Fig. 1 is a schematic flow chart of a silver recovery process of an electronic component of an embodiment.

Fig. 2 is a schematic diagram showing the operation of the electrodeposition of silver according to the embodiment.

Detailed Description

Preferred embodiments of the present application will be described in more detail below with reference to the accompanying drawings. While the preferred embodiments of the present application are shown in the drawings, it should be understood that the present application may be embodied in various forms and should not be limited to the embodiments set forth herein. Rather, these embodiments are provided so that this disclosure will be thorough and complete, and will fully convey the scope of the application to those skilled in the art.

The terminology used herein is for the purpose of describing particular embodiments only and is not intended to be limiting of the application. As used in this specification and the appended claims, the singular forms "a", "an", and "the" are intended to include the plural forms as well, unless the context clearly indicates otherwise. It should also be understood that the term "and/or" as used herein refers to and encompasses any or all possible combinations of one or more of the associated listed items.

It should be understood that although the terms "first," "second," "third," etc. may be used herein to describe various information, these information should not be limited by these terms. These terms are only used to distinguish one type of information from another. For example, first information may also be referred to as second information, and similarly, second information may also be referred to as first information, without departing from the scope of the application. Thus, a feature defining "a first" or "a second" may explicitly or implicitly include one or more such feature. In the description of the present application, the meaning of "a plurality" is two or more, unless explicitly defined otherwise.

Example 1

Silver is an indispensable component of various electronic devices, and its commercial price is not high, so that it is an important way to reduce the production cost in the process of recovering silver from waste circuit boards at one time.

In the prior art, the waste circuit board is crushed, smelted at high temperature and then leached with nitric acid and aqua regia to obtain silver and gold respectively. However, the molten material contains gold and silver elements, and also contains copper and a large amount of base metals such as iron, nickel, tin, and the like, and only nitric acid and aqua regia are used for leaching the gold and silver elements, and only dissolution is performed according to the activity of the metals, so that the dissolution effect of gold and silver is not ideal.

The prior art also firstly comprises low-temperature roasting, ammonia leaching, nitric acid leaching, hydrochloric acid and sodium hypochlorite comprehensive leaching and SO ₂ The gold powder replacement and other processes realize production. However, gold and silver in the waste circuit board cannot be separated from nonmetal in the crushing process, and a part containing metal after electrostatic separation contains a large amount of nonmetal at the same time, so that a large amount of dioxin can be generated by baking at 200-300 ℃; and the dangerous chemicals used comprise ammonia water, hydrochloric acid, sulfuric acid, nitric acid, sulfur dioxide, zinc powder and the like, and the storage and the use of the dangerous chemicals have great comprehensive dangerous hidden dangers, so that the production cost is too high, and the dangerous chemicals are not suitable for industrial production.

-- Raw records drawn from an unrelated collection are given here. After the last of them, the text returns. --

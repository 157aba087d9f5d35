//! Pipeline orchestration.
//!
//! Composes schema fetch, plan compilation, query synthesis and safe
//! execution into one `run(question)` operation, with the fallback path
//! (direct question-to-SQL) reachable only from a planning failure.

mod runner;
mod types;

pub use runner::Pipeline;
pub use types::{ErrorDescriptor, PipelineStage, ResponseEnvelope, ResultPayload};
//! REST API request handlers.

use axum::{extract::State, http::StatusCode, response::IntoResponse, Json};
use serde::{Deserialize, Serialize};
use std::sync::Arc;

use crate::metrics::{get_metrics, HealthCheck, HealthState, HealthStatus};
use crate::pipeline::{Pipeline, ResponseEnvelope};
use crate::schema::SchemaCache;

/// Application state shared across handlers.
pub struct ApiState {
    /// Pipeline for query execution.
    pub pipeline: Arc<Pipeline>,
    /// Schema cache, for the schema and health endpoints.
    pub schema_cache: Arc<SchemaCache>,
}

impl ApiState {
    /// Create new API state.
    pub fn new(pipeline: Arc<Pipeline>, schema_cache: Arc<SchemaCache>) -> Self {
        Self {
            pipeline,
            schema_cache,
        }
    }
}

// ============================================================================
// Request/Response Types
// ============================================================================

/// Query request.
#[derive(Debug, Clone, Deserialize)]
pub struct QueryRequest {
    /// Natural-language question.
    pub question: String,
}

/// Schema summary: one entry per table.
#[derive(Debug, Clone, Serialize)]
pub struct SchemaTableSummary {
    pub name: String,
    pub columns: Vec<SchemaColumnSummary>,
}

#[derive(Debug, Clone, Serialize)]
pub struct SchemaColumnSummary {
    pub name: String,
    #[serde(rename = "type")]
    pub data_type: String,
}

/// Schema response.
#[derive(Debug, Clone, Serialize)]
pub struct SchemaResponse {
    pub tables: Vec<SchemaTableSummary>,
    pub table_count: usize,
}

/// Error response for non-pipeline failures.
#[derive(Debug, Clone, Serialize)]
pub struct ErrorResponse {
    pub error: String,
    pub code: String,
}

// ============================================================================
// Handler Functions
// ============================================================================

/// POST /api/v1/query - Run a question through the pipeline.
///
/// Always returns 200 with a fully-formed envelope; pipeline failures are
/// reported inside the envelope, not as HTTP errors.
pub async fn query_handler(
    State(state): State<Arc<ApiState>>,
    Json(request): Json<QueryRequest>,
) -> Json<ResponseEnvelope> {
    Json(state.pipeline.run(&request.question).await)
}

/// GET /api/v1/schema - Current schema summary.
pub async fn schema_handler(State(state): State<Arc<ApiState>>) -> impl IntoResponse {
    match state.schema_cache.get().await {
        Ok(schema) => {
            let tables: Vec<SchemaTableSummary> = schema
                .tables
                .iter()
                .map(|t| SchemaTableSummary {
                    name: t.name.clone(),
                    columns: t
                        .columns
                        .iter()
                        .map(|c| SchemaColumnSummary {
                            name: c.name.clone(),
                            data_type: c.data_type.clone(),
                        })
                        .collect(),
                })
                .collect();
            let table_count = tables.len();
            Json(SchemaResponse {
                tables,
                table_count,
            })
            .into_response()
        }
        Err(e) => (
            StatusCode::SERVICE_UNAVAILABLE,
            Json(ErrorResponse {
                error: e.to_string(),
                code: "SCHEMA_UNAVAILABLE".to_string(),
            }),
        )
            .into_response(),
    }
}

/// GET /health - Liveness plus schema-provider reachability.
pub async fn health_handler(State(state): State<Arc<ApiState>>) -> impl IntoResponse {
    let schema_check = match state.schema_cache.get().await {
        Ok(schema) => HealthCheck::healthy(format!("schema ({} tables)", schema.tables.len())),
        Err(e) => HealthCheck::unhealthy("schema", e.to_string()),
    };

    let status = if schema_check.status == HealthState::Healthy {
        HealthState::Healthy
    } else {
        HealthState::Unhealthy
    };

    let body = HealthStatus {
        status,
        version: env!("CARGO_PKG_VERSION").to_string(),
        uptime_seconds: get_metrics().uptime(),
        checks: vec![schema_check],
    };

    (
        StatusCode::from_u16(status.to_status_code()).unwrap_or(StatusCode::OK),
        Json(body),
    )
}

/// GET /metrics - Prometheus text exposition.
pub async fn metrics_handler() -> impl IntoResponse {
    (
        [(axum::http::header::CONTENT_TYPE, "text/plain; version=0.0.4")],
        get_metrics().export_prometheus(),
    )
}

In view of the above problems, this embodiment discloses a silver recovery process for electronic components, as shown in fig. 1, comprising the steps of:

crushing the electronic element to obtain electronic element powder;

the electronic component powder is added into a mixed solution containing a proper amount of sulfuric acid solution and a proper amount of hydrogen peroxide, and the concentration of the sulfuric acid solution is 1.5ml/L, the hydrogen peroxide is continuously added into the sulfuric acid solution in an amount of 20ml/min, the solid-to-liquid ratio of the mixed solution is 1:10, and in practical application, the dosage of the sulfuric acid solution and the proper amount of hydrogen peroxide can be adjusted according to practical conditions, so long as the electronic component powder is dissolved, and the method is not limited. And (3) fully reacting the electronic component powder with the mixed solution, adding a proper amount of sodium chloride after the reaction, and fully stirring to obtain a first solid-liquid material. For example, 100 kg of sodium chloride is added to each cube of the mixed solution, and in practical application, the dosage of the sodium chloride can be adjusted according to practical situations, so long as silver ions in the mixed solution are precipitated, and the method is not limited.

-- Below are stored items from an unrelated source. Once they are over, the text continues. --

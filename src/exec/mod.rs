//! Safe query execution.

mod executor;

pub use executor::{ResultSet, SafeExecutor};
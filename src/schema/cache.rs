//! TTL-based schema cache.
//!
//! Explicitly owned and explicitly passed; never a process-wide singleton,
//! so tests can run multiple schema versions side by side. Concurrent reads
//! go through an `RwLock`; refreshes serialize behind a `Mutex` so at most
//! one fetch is in flight per cache.

use std::sync::Arc;
use std::time::{Duration, Instant};

use tokio::sync::{Mutex, RwLock};

use crate::config::SchemaCacheConfig;
use crate::error::Result;
use crate::metrics::get_metrics;

use super::{SchemaDescriptor, SchemaProvider};

struct CachedSchema {
    schema: Arc<SchemaDescriptor>,
    fetched_at: Instant,
}

/// Caches the fetched schema with a time-to-live refresh policy.
pub struct SchemaCache {
    provider: Arc<dyn SchemaProvider>,
    ttl: Duration,
    enabled: bool,
    slot: RwLock<Option<CachedSchema>>,
    /// Serializes refreshes: at most one in-flight fetch.
    refresh: Mutex<()>,
}

impl SchemaCache {
    /// Create a new schema cache from configuration.
    pub fn new(provider: Arc<dyn SchemaProvider>, config: &SchemaCacheConfig) -> Self {
        Self {
            provider,
            ttl: Duration::from_secs(config.ttl_secs),
            enabled: config.enabled,
            slot: RwLock::new(None),
            refresh: Mutex::new(()),
        }
    }

    /// Create a cache that always fetches (for tests and one-shot commands).
    pub fn disabled(provider: Arc<dyn SchemaProvider>) -> Self {
        Self::new(
            provider,
            &SchemaCacheConfig {
                enabled: false,
                ttl_secs: 0,
            },
        )
    }

    /// Get the schema, refreshing if stale or missing.
    pub async fn get(&self) -> Result<Arc<SchemaDescriptor>> {
        if !self.enabled {
            let schema = self.provider.fetch_schema().await?;
            return Ok(Arc::new(schema));
        }

        let metrics = get_metrics();

        if let Some(cached) = self.fresh().await {
            metrics.schema_cache_hits_total.inc();
            return Ok(cached);
        }
        metrics.schema_cache_misses_total.inc();

        let _guard = self.refresh.lock().await;

        // Another refresher may have filled the slot while we waited.
        if let Some(cached) = self.fresh().await {
            return Ok(cached);
        }

        tracing::debug!("Refreshing schema from provider");
        let schema = Arc::new(self.provider.fetch_schema().await?);
        *self.slot.write().await = Some(CachedSchema {
            schema: schema.clone(),
            fetched_at: Instant::now(),
        });

        Ok(schema)
    }

    /// Drop the cached schema so the next `get` refetches.
    pub async fn invalidate(&self) {
        *self.slot.write().await = None;
    }

    async fn fresh(&self) -> Option<Arc<SchemaDescriptor>> {
        let slot = self.slot.read().await;
        slot.as_ref()
            .filter(|c| c.fetched_at.elapsed() < self.ttl)
            .map(|c| c.schema.clone())
    }
}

And adding sulfuric acid and hydrogen peroxide into the electronic component powder, leaching copper, iron, nickel, tin and other metals in the electronic component by the sulfuric acid and the hydrogen peroxide in the reaction process, adding sodium chloride, and precipitating silver in the leaching solution by the sodium chloride to separate the silver from the copper, the iron, the nickel and the tin in the electronic component, thereby obtaining a first solid-liquid material.

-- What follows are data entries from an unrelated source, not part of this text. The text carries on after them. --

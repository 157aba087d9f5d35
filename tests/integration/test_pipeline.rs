//! End-to-end pipeline tests with scripted collaborators.

use std::collections::VecDeque;
use std::sync::atomic::{AtomicUsize, Ordering};
use std::sync::{Arc, Mutex};
use std::time::Duration;

use async_trait::async_trait;

use quarry::{
    CompletionProvider, DataEngine, EngineRows, Pipeline, PipelineStage, PlanCompiler,
    QuerySynthesizer, Result, Row, SafeExecutor, SchemaCache, SchemaDescriptor, SchemaProvider,
    TableDescriptor,
};

/// Replays a scripted sequence of completion responses.
pub struct ScriptedCompletion {
    responses: Mutex<VecDeque<String>>,
}

impl ScriptedCompletion {
    pub fn new(responses: Vec<&str>) -> Arc<Self> {
        Arc::new(Self {
            responses: Mutex::new(responses.into_iter().map(String::from).collect()),
        })
    }
}

#[async_trait]
impl CompletionProvider for ScriptedCompletion {
    async fn complete(&self, _prompt: &str) -> Result<String> {
        self.responses
            .lock()
            .unwrap()
            .pop_front()
            .ok_or_else(|| quarry::CompletionError::EmptyResponse.into())
    }
}

/// In-memory engine with call counting, injectable delay and failure.
pub struct MockEngine {
    pub rows: usize,
    pub calls: AtomicUsize,
    pub delay: Option<Duration>,
    pub fail_with: Option<fn() -> quarry::ExecutionError>,
}

impl MockEngine {
    pub fn returning(rows: usize) -> Arc<Self> {
        Arc::new(Self {
            rows,
            calls: AtomicUsize::new(0),
            delay: None,
            fail_with: None,
        })
    }
}

#[async_trait]
impl DataEngine for MockEngine {
    async fn run_query(
        &self,
        _statement: &str,
        _timeout: Duration,
        _max_rows: usize,
    ) -> Result<EngineRows> {
        self.calls.fetch_add(1, Ordering::SeqCst);
        if let Some(delay) = self.delay {
            tokio::time::sleep(delay).await;
        }
        if let Some(fail) = self.fail_with {
            return Err(fail().into());
        }
        let rows = (0..self.rows)
            .map(|i| {
                let mut row = Row::new();
                row.insert("country".to_string(), serde_json::json!(format!("C{}", i)));
                row.insert("total_sales".to_string(), serde_json::json!(i * 100));
                row
            })
            .collect();
        Ok(EngineRows {
            columns: vec!["country".to_string(), "total_sales".to_string()],
            rows,
        })
    }
}

struct FixedSchema;

#[async_trait]
impl SchemaProvider for FixedSchema {
    async fn fetch_schema(&self) -> Result<SchemaDescriptor> {
        Ok(sales_schema())
    }
}

pub fn sales_schema() -> SchemaDescriptor {
    SchemaDescriptor::new(vec![TableDescriptor::new(
        "sales",
        vec![
            quarry::ColumnDescriptor::new("country", "STRING"),
            quarry::ColumnDescriptor::new("amount", "FLOAT64"),
            quarry::ColumnDescriptor::new("order_date", "DATE"),
        ],
    )])
}

pub fn build_pipeline(completion: Arc<ScriptedCompletion>, engine: Arc<MockEngine>) -> Pipeline {
    build_pipeline_with_timeout(completion, engine, Duration::from_secs(5))
}

pub fn build_pipeline_with_timeout(
    completion: Arc<ScriptedCompletion>,
    engine: Arc<MockEngine>,
    timeout: Duration,
) -> Pipeline {
    Pipeline::new(
        Arc::new(SchemaCache::disabled(Arc::new(FixedSchema))),
        PlanCompiler::new(completion.clone()),
        QuerySynthesizer::new(completion, 80),
        SafeExecutor::new(engine, timeout, 80),
    )
}

const TOP_COUNTRIES_PLAN: &str = r#"{
  "tables": ["sales"],
  "fields": [
    {"column": "country"},
    {"aggregate": "sum", "column": "amount", "alias": "total_sales"}
  ],
  "group_by": ["country"],
  "order_by": {"field": "total_sales", "direction": "desc"},
  "limit": 3
}"#;

#[tokio::test]
async fn test_aggregate_question_end_to_end() {
    let completion = ScriptedCompletion::new(vec![
        TOP_COUNTRIES_PLAN,
        "SELECT country, SUM(amount) AS total_sales FROM sales GROUP BY country ORDER BY total_sales DESC",
    ]);
    let engine = MockEngine::returning(3);
    let pipeline = build_pipeline(completion, engine.clone());

    let envelope = pipeline
        .run("What are the top 3 countries by total sales?")
        .await;

    assert!(envelope.success, "{:?}", envelope.error_message);
    let plan = envelope.plan.as_ref().unwrap();
    assert_eq!(plan.tables, vec!["sales"]);
    assert_eq!(plan.limit, Some(3));

    let data = envelope.data.unwrap();
    assert_eq!(data.row_count, 3);
    assert!(data.generated_sql.ends_with("LIMIT 3"));
    assert_eq!(data.columns, vec!["country", "total_sales"]);
    assert_eq!(engine.calls.load(Ordering::SeqCst), 1);
}

#[tokio::test]
async fn test_unknown_table_falls_back_to_direct_synthesis() {
    // Both plan attempts reference a table the schema does not have, so the
    // pipeline takes the direct path; the third response feeds it.
    let bad_plan = r#"{"tables":["salez"],"fields":[{"column":"country"}]}"#;
    let completion = ScriptedCompletion::new(vec![
        bad_plan,
        bad_plan,
        "SELECT country FROM sales",
    ]);
    let engine = MockEngine::returning(2);
    let pipeline = build_pipeline(completion, engine.clone());

    let envelope = pipeline.run("countries in salez").await;

    assert!(envelope.success);
    assert!(envelope.plan.is_none());
    assert_eq!(envelope.data.unwrap().row_count, 2);
    assert_eq!(engine.calls.load(Ordering::SeqCst), 1);
}

#[tokio::test]
async fn test_unresolvable_table_never_silently_succeeds() {
    let bad_plan = r#"{"tables":["salez"],"fields":[{"column":"country"}]}"#;
    // The direct fallback yields nothing usable either, so the envelope
    // reports the planning failure that names the real problem.
    let completion = ScriptedCompletion::new(vec![bad_plan, bad_plan, "```\n```"]);
    let engine = MockEngine::returning(0);
    let pipeline = build_pipeline(completion, engine.clone());

    let envelope = pipeline.run("countries in salez").await;

    assert!(!envelope.success);
    assert!(envelope.data.is_none());
    let error = envelope.error.unwrap();
    assert_eq!(error.stage, PipelineStage::Planning);
    assert_eq!(error.kind, "NO_MATCHING_TABLE");
    assert!(error.message.contains("salez"));
    assert!(envelope.error_message.is_some());
    assert_eq!(engine.calls.load(Ordering::SeqCst), 0);
}

#[tokio::test]
async fn test_engine_timeout_reported_in_envelope() {
    let completion = ScriptedCompletion::new(vec![
        r#"{"tables":["sales"],"fields":[{"column":"country"}]}"#,
        "SELECT country FROM sales",
    ]);
    let engine = Arc::new(MockEngine {
        rows: 1,
        calls: AtomicUsize::new(0),
        delay: Some(Duration::from_secs(10)),
        fail_with: None,
    });
    let pipeline =
        build_pipeline_with_timeout(completion, engine.clone(), Duration::from_millis(100));

    let envelope = pipeline.run("countries").await;

    assert!(!envelope.success);
    let error = envelope.error.unwrap();
    assert_eq!(error.stage, PipelineStage::Execution);
    assert_eq!(error.kind, "TIMEOUT");
    assert!(envelope.execution_time >= 0.1);
}

#[tokio::test]
async fn test_engine_permission_error_surfaces_kind() {
    let completion = ScriptedCompletion::new(vec![
        r#"{"tables":["sales"],"fields":[{"column":"country"}]}"#,
        "SELECT country FROM sales",
    ]);
    let engine = Arc::new(MockEngine {
        rows: 0,
        calls: AtomicUsize::new(0),
        delay: None,
        fail_with: Some(|| quarry::ExecutionError::Permission("dataset denied".to_string())),
    });
    let pipeline = build_pipeline(completion, engine);

    let envelope = pipeline.run("countries").await;

    assert!(!envelope.success);
    let error = envelope.error.unwrap();
    assert_eq!(error.kind, "PERMISSION");
    assert!(error.message.contains("dataset denied"));
}

#[tokio::test]
async fn test_empty_result_is_still_success() {
    let completion = ScriptedCompletion::new(vec![
        r#"{"tables":["sales"],"fields":[{"column":"country"}]}"#,
        "SELECT country FROM sales WHERE country = 'ZZ'",
    ]);
    let engine = MockEngine::returning(0);
    let pipeline = build_pipeline(completion, engine);

    let envelope = pipeline.run("countries named ZZ").await;

    assert!(envelope.success);
    let data = envelope.data.unwrap();
    assert_eq!(data.row_count, 0);
    assert!(data.data.is_empty());
}

#[tokio::test]
async fn test_oversized_result_truncated_to_row_cap() {
    let completion = ScriptedCompletion::new(vec![
        r#"{"tables":["sales"],"fields":[{"column":"country"}]}"#,
        "SELECT country FROM sales",
    ]);
    let engine = MockEngine::returning(500);
    let pipeline = build_pipeline(completion, engine);

    let envelope = pipeline.run("all countries").await;

    assert!(envelope.success);
    let data = envelope.data.unwrap();
    assert_eq!(data.row_count, 80);
    assert_eq!(data.data.len(), 80);
}

#[tokio::test]
async fn test_empty_question_fails_without_fallback_or_engine_call() {
    // A scripted response is available, but an empty question must fail at
    // planning without taking the direct path that would consume it.
    let completion = ScriptedCompletion::new(vec!["SELECT country FROM sales"]);
    let engine = MockEngine::returning(1);
    let pipeline = build_pipeline(completion, engine.clone());

    let envelope = pipeline.run("   ").await;

    assert!(!envelope.success);
    let error = envelope.error.unwrap();
    assert_eq!(error.stage, PipelineStage::Planning);
    assert_eq!(error.kind, "EMPTY_QUESTION");
    assert_eq!(engine.calls.load(Ordering::SeqCst), 0);
}

#[tokio::test]
async fn test_schema_unavailable_fails_fast() {
    struct DownProvider;

    #[async_trait]
    impl SchemaProvider for DownProvider {
        async fn fetch_schema(&self) -> Result<SchemaDescriptor> {
            Err(quarry::SchemaError::Unavailable("connection refused".to_string()).into())
        }
    }

    let completion = ScriptedCompletion::new(vec![]);
    let engine = MockEngine::returning(0);
    let pipeline = Pipeline::new(
        Arc::new(SchemaCache::disabled(Arc::new(DownProvider))),
        PlanCompiler::new(completion.clone()),
        QuerySynthesizer::new(completion, 80),
        SafeExecutor::new(engine.clone(), Duration::from_secs(5), 80),
    );

    let envelope = pipeline.run("countries").await;

    assert!(!envelope.success);
    let error = envelope.error.unwrap();
    assert_eq!(error.stage, PipelineStage::Schema);
    assert_eq!(error.kind, "SCHEMA_UNAVAILABLE");
    assert_eq!(engine.calls.load(Ordering::SeqCst), 0);
}

#[tokio::test]
async fn test_repeated_question_yields_identical_results() {
    // With an unchanged schema and engine state, running the same question
    // twice produces the same generated SQL and the same row content.
    let sql = "SELECT country, SUM(amount) AS total_sales FROM sales GROUP BY country ORDER BY total_sales DESC";
    let completion = ScriptedCompletion::new(vec![
        TOP_COUNTRIES_PLAN,
        sql,
        TOP_COUNTRIES_PLAN,
        sql,
    ]);
    let engine = MockEngine::returning(3);
    let pipeline = build_pipeline(completion, engine.clone());

    let first = pipeline.run("top 3 countries by total sales").await;
    let second = pipeline.run("top 3 countries by total sales").await;

    assert!(first.success && second.success);
    let first_data = first.data.unwrap();
    let second_data = second.data.unwrap();
    assert_eq!(first_data.generated_sql, second_data.generated_sql);
    assert_eq!(first_data.data, second_data.data);
    assert_eq!(first_data.row_count, second_data.row_count);
    assert_eq!(engine.calls.load(Ordering::SeqCst), 2);
}

#[tokio::test]
async fn test_plan_retry_recovers_from_malformed_response() {
    let completion = ScriptedCompletion::new(vec![
        "I think you want the sales table.",
        r#"{"tables":["sales"],"fields":[{"column":"country"}],"limit":5}"#,
        "SELECT country FROM sales",
    ]);
    let engine = MockEngine::returning(5);
    let pipeline = build_pipeline(completion, engine);

    let envelope = pipeline.run("countries").await;

    assert!(envelope.success);
    assert_eq!(envelope.plan.unwrap().limit, Some(5));
    assert!(envelope.data.unwrap().generated_sql.ends_with("LIMIT 5"));
}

Filtering the first solid-liquid material to obtain a first filtrate and a first solid material;

dissolving gold in the first solid material in a chlorination leaching manner to obtain a second solid-liquid material, wherein the chlorination leaching manner is to use hydrochloric acid as a leaching agent, for example, so that gold-soluble metal chloride form in the first solid material is transferred into solution to realize gold and silver separation and further enrich silver;

filtering the second solid-liquid material to obtain a second filtrate and a second solid material, wherein the second solid material is a chloridized extract;

recovering silver from the chlorinated extract, comprising:

s1, adding a proper amount of pure water and a proper amount of hydrogen peroxide into the chlorinated extract, heating to 30-35 ℃, preferably 32 ℃, fully stirring to clean the chlorinated extract, wherein the stirring time is 0.5H, the stirring speed is 60-80 r/min, the stirring parameters are only required to fully mix the materials, the stirring parameters can be adjusted according to actual conditions, and the primary cleaning slag is obtained after cleaning;

s2, adding pure water into the primary cleaning slag, fully stirring again to clean the primary cleaning slag, wherein the stirring time is 0.5H, the stirring speed is 60r/min-80r/min, the materials are fully mixed, and the stirring parameters can be adjusted according to the actual situation. Filtering the cleaned material to obtain secondary cleaning slag;

s3, adding pure water into the secondary cleaning slag, continuously stirring, and heating the mixture to 30-35 ℃, preferably 32 ℃, adjusting the pH of the mixture to 8-9, adding sodium sulfite into the mixture to carry out complexation reaction on the sodium sulfite and silver in the mixture, and filtering the reacted mixture to obtain complex filtrate, wherein the complex filtrate is leaching liquid enriched with silver ions;

and S4, adding the leaching solution obtained in the step S3 into an electrodeposition tank, performing electrodeposition reduction treatment, filtering the leaching solution after the reduction treatment, and obtaining solid silver powder after filtering.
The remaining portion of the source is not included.